Ouvrage admirable écrit comme un témoignage de l'absurdité et des dérives de l'antisémitisme à travers les siècles. C'est un symbole très fort de ce qui s'est passé il n'y a pas si longtemps et j'adresse mes pensées les plus émues à toutes ces personnes qui ont été victimes de persécutions.
Publié en 1966, couronné par le National Book Award américain et par le Pulitzer, issu de l'histoire vraie de Menahem Mendel Bellis, c'est l'histoire terrifiante du « Réparateur » Yakov Bok , emprisonné arbitrairement et victime d'une machination l'accusant du meurtre rituel d'un enfant russe et chrétien dans le but de récupérer son sang pour l'utiliser dans la confection des matsot (galettes de pain azyme) pour la fête de Pessah (Pâque juive).

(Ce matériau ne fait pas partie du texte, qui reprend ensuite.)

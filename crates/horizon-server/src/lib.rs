//! Horizon production server.
//!
//! Wraps the transport-agnostic [`horizon_core::Relay`] with Quinn QUIC
//! transport, Tokio and the system environment.
//!
//! # Components
//!
//! - [`Server`]: accept loop, handshake, per-connection read loop, lifecycle
//! - [`QuinnTransport`]: QUIC endpoint via Quinn
//! - [`QuicSink`]: the relay's socket handle for one QUIC connection
//! - [`SystemEnv`]: production environment (real time, crypto RNG)
//!
//! # Connection lifecycle
//!
//! 1. QUIC handshake completes; connections beyond `max_connections` are
//!    closed with "try again later".
//! 2. The client opens a bidirectional stream and sends its connect request
//!    as the first frame, within the handshake timeout.
//! 3. The relay authenticates it and registers a [`QuicSink`]; failures
//!    close the connection with the matching close code.
//! 4. Every further frame on the stream is handed to the relay until the
//!    client finishes the stream or the connection drops, then the
//!    registration is released.

#![forbid(unsafe_code)]
#![warn(missing_docs)]

mod error;
mod sink;
mod system_env;
mod transport;

use std::{
    future::Future,
    net::SocketAddr,
    sync::{
        Arc,
        atomic::{AtomicUsize, Ordering},
    },
    time::Duration,
};

pub use error::ServerError;
use horizon_core::{Relay, RelayConfig};
use horizon_proto::{CloseCode, ConnectRequest};
pub use sink::QuicSink;
pub use system_env::SystemEnv;
pub use transport::{QuinnConnection, QuinnTransport, read_frame};
use tracing::{debug, info, warn};

/// The relay as run by the production server.
pub type ServerRelay = Relay<QuicSink, SystemEnv>;

/// Default maximum number of concurrent connections.
pub const DEFAULT_MAX_CONNECTIONS: usize = 10_000;

/// Default time a client has to present its connect request.
pub const DEFAULT_HANDSHAKE_TIMEOUT: Duration = Duration::from_secs(10);

/// Default bound on a single outbound write.
pub const DEFAULT_SEND_TIMEOUT: Duration = Duration::from_secs(5);

/// Server configuration for the production runtime.
#[derive(Debug, Clone)]
pub struct ServerRuntimeConfig {
    /// Address to bind to (e.g., "0.0.0.0:4433")
    pub bind_address: String,
    /// Path to TLS certificate (PEM format)
    pub cert_path: Option<String>,
    /// Path to TLS private key (PEM format)
    pub key_path: Option<String>,
    /// Connections beyond this are closed with "try again later"
    pub max_connections: usize,
    /// Time allowed between QUIC handshake and the connect request
    pub handshake_timeout: Duration,
    /// Bound on a single outbound write
    pub send_timeout: Duration,
    /// Registry and credential settings
    pub relay: RelayConfig,
}

impl Default for ServerRuntimeConfig {
    fn default() -> Self {
        Self {
            bind_address: "0.0.0.0:4433".to_string(),
            cert_path: None,
            key_path: None,
            max_connections: DEFAULT_MAX_CONNECTIONS,
            handshake_timeout: DEFAULT_HANDSHAKE_TIMEOUT,
            send_timeout: DEFAULT_SEND_TIMEOUT,
            relay: RelayConfig::default(),
        }
    }
}

/// Per-connection limits shared by every connection task.
#[derive(Debug, Clone, Copy)]
struct Limits {
    max_connections: usize,
    handshake_timeout: Duration,
    send_timeout: Duration,
}

/// Production Horizon server.
pub struct Server {
    relay: ServerRelay,
    transport: QuinnTransport,
    limits: Limits,
    active: Arc<AtomicUsize>,
}

impl Server {
    /// Create the relay and bind the QUIC endpoint.
    pub fn bind(config: ServerRuntimeConfig) -> Result<Self, ServerError> {
        let relay = Relay::new(SystemEnv::new(), config.relay)?;
        let transport = QuinnTransport::bind(
            &config.bind_address,
            config.cert_path.as_deref(),
            config.key_path.as_deref(),
        )?;

        Ok(Self {
            relay,
            transport,
            limits: Limits {
                max_connections: config.max_connections,
                handshake_timeout: config.handshake_timeout,
                send_timeout: config.send_timeout,
            },
            active: Arc::new(AtomicUsize::new(0)),
        })
    }

    /// The relay, for issuing tokens and announcing key revocations.
    pub fn relay(&self) -> &ServerRelay {
        &self.relay
    }

    /// Local address the server is bound to.
    pub fn local_addr(&self) -> Result<SocketAddr, ServerError> {
        self.transport.local_addr()
    }

    /// Run until the endpoint closes.
    pub async fn run(self) -> Result<(), ServerError> {
        self.run_until(std::future::pending()).await
    }

    /// Run until `shutdown` resolves, then stop the background loops, close
    /// every connection with "going away" and drain the endpoint.
    pub async fn run_until<F>(self, shutdown: F) -> Result<(), ServerError>
    where
        F: Future<Output = ()>,
    {
        info!(addr = %self.transport.local_addr()?, "server starting");
        let tasks = self.relay.start();
        tokio::pin!(shutdown);

        loop {
            tokio::select! {
                () = &mut shutdown => {
                    info!("shutdown requested");
                    break;
                },
                incoming = self.transport.accept() => {
                    let Some(incoming) = incoming else {
                        warn!("endpoint closed");
                        break;
                    };
                    let relay = self.relay.clone();
                    let active = Arc::clone(&self.active);
                    let limits = self.limits;

                    tokio::spawn(async move {
                        if let Err(e) = handle_connection(incoming, relay, limits, active).await {
                            debug!(error = %e, "connection ended with error");
                        }
                    });
                },
            }
        }

        tasks.stop().await;
        self.relay.shutdown().await;
        self.transport.shutdown(CloseCode::GoingAway).await;
        info!("server stopped");
        Ok(())
    }
}

/// Counts a live connection against `max_connections` until dropped.
struct ConnectionSlot {
    active: Arc<AtomicUsize>,
}

impl ConnectionSlot {
    fn acquire(active: &Arc<AtomicUsize>, max: usize) -> Option<Self> {
        active
            .fetch_update(Ordering::AcqRel, Ordering::Acquire, |n| (n < max).then_some(n + 1))
            .ok()
            .map(|_| Self { active: Arc::clone(active) })
    }
}

impl Drop for ConnectionSlot {
    fn drop(&mut self) {
        self.active.fetch_sub(1, Ordering::AcqRel);
    }
}

/// Handle a single QUIC connection from handshake to release.
async fn handle_connection(
    incoming: quinn::Incoming,
    relay: ServerRelay,
    limits: Limits,
    active: Arc<AtomicUsize>,
) -> Result<(), ServerError> {
    let conn = QuinnConnection::establish(incoming).await?;
    let remote = conn.remote_addr();

    let Some(_slot) = ConnectionSlot::acquire(&active, limits.max_connections) else {
        warn!(%remote, max = limits.max_connections, "connection limit reached");
        conn.close(CloseCode::TryAgainLater, "server full");
        return Ok(());
    };

    let (mut recv, request) =
        match tokio::time::timeout(limits.handshake_timeout, read_connect_request(&conn)).await {
            Ok(Ok(handshake)) => handshake,
            Ok(Err(e)) => {
                warn!(%remote, error = %e, "invalid connect request");
                conn.close(CloseCode::PolicyViolation, "invalid connect request");
                return Err(e);
            },
            Err(_) => {
                warn!(%remote, "handshake timed out");
                conn.close(CloseCode::PolicyViolation, "handshake timeout");
                return Ok(());
            },
        };

    let sink = QuicSink::new(conn.clone(), limits.send_timeout);
    let admitted = match relay.admit(&request, sink).await {
        Ok(admitted) => admitted,
        Err(e) => {
            conn.close(e.close_code(), &e.to_string());
            return Ok(());
        },
    };
    let identity = admitted.identity;
    let id = admitted.id;
    debug!(%remote, identity = %identity, connection = %id, method = ?admitted.method, "read loop started");

    loop {
        match read_frame(&mut recv).await {
            Ok(Some(payload)) => {
                if let Err(e) = relay.handle_frame(&identity, id, &payload).await {
                    warn!(identity = %identity, error = %e, "failed to answer frame");
                }
            },
            Ok(None) => {
                debug!(identity = %identity, "client finished stream");
                break;
            },
            Err(ServerError::Protocol(reason)) => {
                warn!(identity = %identity, %reason, "malformed frame, closing");
                conn.close(CloseCode::PolicyViolation, "malformed frame");
                break;
            },
            Err(e) => {
                debug!(identity = %identity, error = %e, "read loop ended");
                break;
            },
        }
    }

    relay.release(&identity, id).await;
    Ok(())
}

/// Accept the client stream and decode its first frame.
async fn read_connect_request(
    conn: &QuinnConnection,
) -> Result<(quinn::RecvStream, ConnectRequest), ServerError> {
    // The client-to-server half is the only one used.
    let (_send, mut recv) = conn.accept_bi().await?;
    let payload = read_frame(&mut recv)
        .await?
        .ok_or_else(|| ServerError::Protocol("stream finished before connect request".to_string()))?;
    let request = ConnectRequest::from_json(&payload)?;
    Ok((recv, request))
}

Je suis sortie abasourdie devant tant de cruautés mentales et physiques.
Bernard Malamud dissèque cette haine viscérale du juif, ces comportements pervers, cet antisémitisme gangrenant une grande partie de l'Europe de l'Est et qui mènera ce peuple jusqu'à la Solution Finale.
Dès l'enfermement, confronté à tout ce sentiment d'injustice et d'impuissance, j'ai fait le rapprochement avec le capitaine Dreyfus. D'ailleurs page 293, son avocat lui dit « Si vous vous sentez découragé, pensez à Dreyfus. Il est passé par les mêmes épreuves avec scénario en français. Nous sommes persécutés dans les langues les plus civilisées ».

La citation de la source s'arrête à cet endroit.